-+ 0.00%
-+ 0.00%
-+ 0.00%
Market research agency Citrini Research recently predicts that by 2030, the global DRAM market will still have a large-scale supply gap. The scale is expected to reach 28.7 EB, accounting for about 18% of total demand for that year, compared to about 40 EB of total global production capacity this year. According to data shared by Citrini researcher Zephyr, global DRAM demand is expected to reach 157.5 EB in 2030, and the supply capacity is only about 128.8 EB; among them, ordinary DRAM will be the biggest bottleneck. The estimated supply is about 91 EB per year, but demand is as high as 120 EB, and the gap ratio will increase from the current 18% to about 25%. The report emphasizes that even if Samsung, SK Hynix, Micron and Chinese manufacturers continue to expand production, the additional production capacity may still be rapidly absorbed by soaring AI demand. The core of the imbalance between supply and demand is the explosion of AI infrastructure. As large model training and inference and HBM become the core of AI accelerators, it has also boosted DRAM demand for traditional servers. Under a tight balance, the average sales price of DRAM is likely to remain high for a long time. It is expected to fall at $1.5-2 per Gb, and the cost of servers, PCs, and consumer electronics memory will continue to be under pressure.
Share
Listen to the news
Market research agency Citrini Research recently predicts that by 2030, the global DRAM market will still have a large-scale supply gap. The scale is expected to reach 28.7 EB, accounting for about 18% of total demand for that year, compared to about 40 EB of total global production capacity this year.
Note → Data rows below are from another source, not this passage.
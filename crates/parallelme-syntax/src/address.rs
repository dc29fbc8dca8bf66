//! Token-range source locations.
//!
//! Every construct the compiler may edit or remove is located by a
//! `TokenAddress`: an inclusive `[start, stop]` pair of token-stream indices
//! plus the line/column of the first token for diagnostics. Byte offsets
//! never appear in the compiler core; all source editing is token based.

use serde::{Deserialize, Serialize};

/// Inclusive token range with the start token's line and column.
///
/// `start` and `stop` index into the owning file's token stream. A one-token
/// range has `start == stop`.
#[derive(Debug, Clone, Copy, PartialEq, Eq, Hash, Serialize, Deserialize)]
pub struct TokenAddress {
    /// Index of the first token of the range
    pub start: u32,
    /// Index of the last token of the range (inclusive)
    pub stop: u32,
    /// 1-based line of the start token
    pub line: u32,
    /// 1-based column of the start token
    pub column: u32,
}

impl TokenAddress {
    /// Create a new token address.
    ///
    /// # Panics
    /// Panics if `stop < start` (malformed range).
    pub fn new(start: u32, stop: u32, line: u32, column: u32) -> Self {
        assert!(
            stop >= start,
            "malformed token address: stop ({}) < start ({})",
            stop,
            start
        );
        Self {
            start,
            stop,
            line,
            column,
        }
    }

    /// Number of tokens covered by this range.
    pub fn len(&self) -> u32 {
        self.stop - self.start + 1
    }

    /// An inclusive range is never empty.
    pub fn is_empty(&self) -> bool {
        false
    }

    /// Range covering both `self` and `other`, keeping `self`'s position info
    /// when it starts first.
    pub fn cover(&self, other: &TokenAddress) -> TokenAddress {
        let (line, column) = if self.start <= other.start {
            (self.line, self.column)
        } else {
            (other.line, other.column)
        };
        TokenAddress {
            start: self.start.min(other.start),
            stop: self.stop.max(other.stop),
            line,
            column,
        }
    }

    /// Whether `other` lies entirely inside this range.
    pub fn contains(&self, other: &TokenAddress) -> bool {
        self.start <= other.start && other.stop <= self.stop
    }

    /// Whether the two ranges share at least one token.
    pub fn overlaps(&self, other: &TokenAddress) -> bool {
        self.start <= other.stop && other.start <= self.stop
    }
}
According to data shared by Citrini researcher Zephyr, global DRAM demand is expected to reach 157.5 EB in 2030, and the supply capacity is only about 128.8 EB; among them, ordinary DRAM will be the biggest bottleneck. The estimated supply is about 91 EB per year, but demand is as high as 120 EB, and the gap ratio will increase from the current 18% to about 25%. The report emphasizes that even if Samsung, SK Hynix, Micron and Chinese manufacturers continue to expand production, the additional production capacity may still be rapidly absorbed by soaring AI demand. The core of the imbalance between supply and demand is the explosion of AI infrastructure. As large model training and inference and HBM become the core of AI accelerators, it has also boosted DRAM demand for traditional servers. Under a tight balance, the average sales price of DRAM is likely to remain high for a long time. It is expected to fall at $1.5-2 per Gb, and the cost of servers, PCs, and consumer electronics memory will continue to be under pressure.
Disclaimer:Webull uses external vendor Google Translation Service for news translations where we endeavour to ensure these are correct, however, we recommend that you please double-check this information accordingly. Webull is not responsible for translation errors or issues.